Artwork 4: Pillow Talk

by | Dec 8, 2018 | Uncategorized

The Game

So the game I made with a Pillow Simulator on Twine. In the game, the player has died and they answer a few questions. The questions don’t do much except give me insight about how what would the player miss besides material objects without outright stating what or who they would miss. I added this because this a reincarnation game and these games are not

And then they become a pillow and live out their lives as a pillow. A pillow has no agency or can do anything so the game is rather linear and the player’s input doesn’t really change anything. The player as a pillow never have any actions and rather observe events around them and to them. However games are known to have choice and so I put in a wish mechanic to give players a sort of ‘choice’. The wish mechanic doesn’t do anything except allow the player to choose an ‘option’ and develop their opinions on the events happening around them or to them since there’s no reason for the player to care because… they are a pillow. Change can’t happen with out external forces.

The inspiration for this is from Yoko Ono’s Grapefruit and from her series of talks such as “Stone Talk”, “Star Talk”, and “Line Talk”. She writes about what the objects are in simple statements and the reader is only being told what the object is without a sense that they can object. It’s from a 3rd person perspective and I wanted to change it into 1st person because inanimate objects have such mundane life and exploring it interested me.

An example of this in my game is the statement, “A pillow can’t breathe”. But inside the pillow is a human soul and there’s a part where they try to breathe. It doesn’t work, but they compromise with feeling the air in-between their fibers.
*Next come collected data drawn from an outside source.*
use crate::ui::messages::warning;
use std::io::{self, Write};

/// Ask a yes/no confirmation from the user. Anything but `y`/`yes` is a no.
pub fn ask_confirmation(prompt: &str) -> bool {
    warning(prompt);
    print!("Confirm [y/N]: ");
    let _ = io::stdout().flush();

    let mut s = String::new();
    if io::stdin().read_line(&mut s).is_ok() {
        matches!(s.trim().to_lowercase().as_str(), "y" | "yes")
    } else {
        false
    }
}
The original idea for the game was to have a questionnaire and then the player will become one of three inanimate objects and a small vignette will play. However as I was writing the pillow route, I got more invested into it and realized a week later that doing three in the same scale in the time frame wasn’t possible. So I devoted my time to the pillow route and got rid of the other options and questionnaire.

Documentation

The first person who playtested was rather taken back by how much was written and how realistic it was. They were expecting more of a humorous tone since the concept of the game is the player died and has turned into a pillow. Part of them thinking that, besides the ridiculous concept, is because I called the game a Pillow Simulator so one of my notes became to rename the project.

There were a fair amount of confusion with the things I was describing such as the plastic carry-on a pillow comes with or the florescent lighting through the bag. A lot of the players were confused with the ball of light in the beginning and so I had to put in the beginning that the player has died. I didn’t want to remove those parts because that is part of being a pillow, waiting to be bought so I added more reveal and realization when the player realizes they’re a pillow after they’ve been bought and taken out of their plastic prison.

I considered adding the sardonic tone and questionnaire from my 2nd Artwork. However one of my players pointed out that the tone of game isn’t sardonic and that adding the questionnaire might make others players think it’ll be funny instead of being contemplative and semi-realistic.

Another big change I made was splitting the descriptions and events more. Because a lot of the time it would be a giant block of text and one of the player would lose their place and zone out while reading the game.

Other changes were the tense changing a lot even in the same page along with a lot of typos.